··· Information given ···
use std::sync::Arc;

use axum::{
    extract::{multipart::MultipartRejection, Multipart, State},
    Json,
};

use crate::dto::UploadResponse;
use crate::error::ApiError;
use crate::services::UploadService;
use crate::state::AppState;

const GEOJSON_MEDIA_TYPES: [&str; 2] = ["application/json", "application/geo+json"];

pub async fn upload_layers(
    State(state): State<Arc<AppState>>,
    multipart: Result<Multipart, MultipartRejection>,
) -> Result<Json<UploadResponse>, ApiError> {
    let mut multipart = multipart.map_err(|e| {
        ApiError::bad_request("Expected a multipart form").with_details(e.body_text())
    })?;

    let (filename, data) = extract_file(&mut multipart).await?;

    tracing::info!(filename = %filename, size = data.len(), "Received file for upload");

    let response = UploadService::upload(&state, &data).await?;

    Ok(Json(response))
}

async fn extract_file(multipart: &mut Multipart) -> Result<(String, Vec<u8>), ApiError> {
    while let Some(field) = multipart.next_field().await.map_err(|e| ApiError {
        status: e.status(),
        message: "Failed to parse multipart form".to_string(),
        details: Some(e.body_text()),
    })? {
        if field.name() != Some("file") {
            continue;
        }

        let content_type = field.content_type().unwrap_or("").to_string();
        if !is_geojson_media_type(&content_type) {
            return Err(ApiError::bad_request("Only GeoJSON files are allowed")
                .with_details(format!("Received content type '{}'", content_type)));
        }

        let filename = field.file_name().unwrap_or("upload.geojson").to_string();
        let data = field.bytes().await.map_err(|e| ApiError {
            status: e.status(),
            message: "Failed to read file data".to_string(),
            details: Some(e.body_text()),
        })?;
        return Ok((filename, data.to_vec()));
    }

    Err(ApiError::bad_request("No file provided")
        .with_details("Expected a 'file' field in the multipart form"))
}

/// Match the media type, ignoring parameters and case
fn is_geojson_media_type(content_type: &str) -> bool {
    let essence = content_type.split(';').next().unwrap_or("").trim().to_ascii_lowercase();
    GEOJSON_MEDIA_TYPES.contains(&essence.as_str())
}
···
What you should do - With the entries above as the source, set down exactly the lines from the one holding "parameters and case" through the last line, both ends included.

Exercise solution -
/// Match the media type, ignoring parameters and case
fn is_geojson_media_type(content_type: &str) -> bool {
    let essence = content_type.split(';').next().unwrap_or("").trim().to_ascii_lowercase();
    GEOJSON_MEDIA_TYPES.contains(&essence.as_str())
}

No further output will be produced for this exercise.